= GIVEN RECORDS =
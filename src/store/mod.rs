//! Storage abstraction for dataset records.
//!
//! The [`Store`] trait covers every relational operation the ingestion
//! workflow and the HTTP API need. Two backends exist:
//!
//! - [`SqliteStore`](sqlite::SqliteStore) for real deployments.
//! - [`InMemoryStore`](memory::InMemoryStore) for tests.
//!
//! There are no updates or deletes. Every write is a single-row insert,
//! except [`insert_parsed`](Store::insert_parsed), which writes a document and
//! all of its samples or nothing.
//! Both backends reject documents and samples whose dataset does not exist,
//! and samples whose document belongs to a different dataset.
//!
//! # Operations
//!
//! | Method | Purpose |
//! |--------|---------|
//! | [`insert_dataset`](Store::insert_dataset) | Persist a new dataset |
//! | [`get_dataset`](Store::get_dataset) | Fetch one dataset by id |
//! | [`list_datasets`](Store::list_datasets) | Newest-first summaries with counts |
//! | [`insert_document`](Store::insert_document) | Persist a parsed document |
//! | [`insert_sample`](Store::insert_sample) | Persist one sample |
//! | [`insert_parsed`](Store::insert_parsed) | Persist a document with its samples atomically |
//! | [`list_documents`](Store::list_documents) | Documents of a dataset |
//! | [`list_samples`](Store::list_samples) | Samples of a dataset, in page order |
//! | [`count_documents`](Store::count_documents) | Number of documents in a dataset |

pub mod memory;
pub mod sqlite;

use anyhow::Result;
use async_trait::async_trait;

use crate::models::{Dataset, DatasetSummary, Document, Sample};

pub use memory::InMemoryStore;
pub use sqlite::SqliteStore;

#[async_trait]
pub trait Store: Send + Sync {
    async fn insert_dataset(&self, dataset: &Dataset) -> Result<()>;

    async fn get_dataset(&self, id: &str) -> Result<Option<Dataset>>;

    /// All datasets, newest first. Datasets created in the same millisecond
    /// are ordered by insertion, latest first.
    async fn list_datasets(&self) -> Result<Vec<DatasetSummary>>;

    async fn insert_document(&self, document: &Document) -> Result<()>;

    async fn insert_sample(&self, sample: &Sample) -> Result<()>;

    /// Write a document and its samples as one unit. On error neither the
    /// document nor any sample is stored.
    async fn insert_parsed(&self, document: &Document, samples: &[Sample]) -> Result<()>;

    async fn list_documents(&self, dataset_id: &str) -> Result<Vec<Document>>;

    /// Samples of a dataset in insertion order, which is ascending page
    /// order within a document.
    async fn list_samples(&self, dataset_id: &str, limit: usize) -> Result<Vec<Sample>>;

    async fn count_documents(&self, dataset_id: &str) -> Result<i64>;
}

= PROBLEM TO SOLVE =
An exact, complete copy of the lines above from the one with "Both backends reject" through the one with "of a dataset |" is the whole answer.

= FINISHED EXERCISE =
//! Both backends reject documents and samples whose dataset does not exist,
//! and samples whose document belongs to a different dataset.
//!
//! # Operations
//!
//! | Method | Purpose |
//! |--------|---------|
//! | [`insert_dataset`](Store::insert_dataset) | Persist a new dataset |
//! | [`get_dataset`](Store::get_dataset) | Fetch one dataset by id |
//! | [`list_datasets`](Store::list_datasets) | Newest-first summaries with counts |
//! | [`insert_document`](Store::insert_document) | Persist a parsed document |
//! | [`insert_sample`](Store::insert_sample) | Persist one sample |
//! | [`insert_parsed`](Store::insert_parsed) | Persist a document with its samples atomically |
//! | [`list_documents`](Store::list_documents) | Documents of a dataset |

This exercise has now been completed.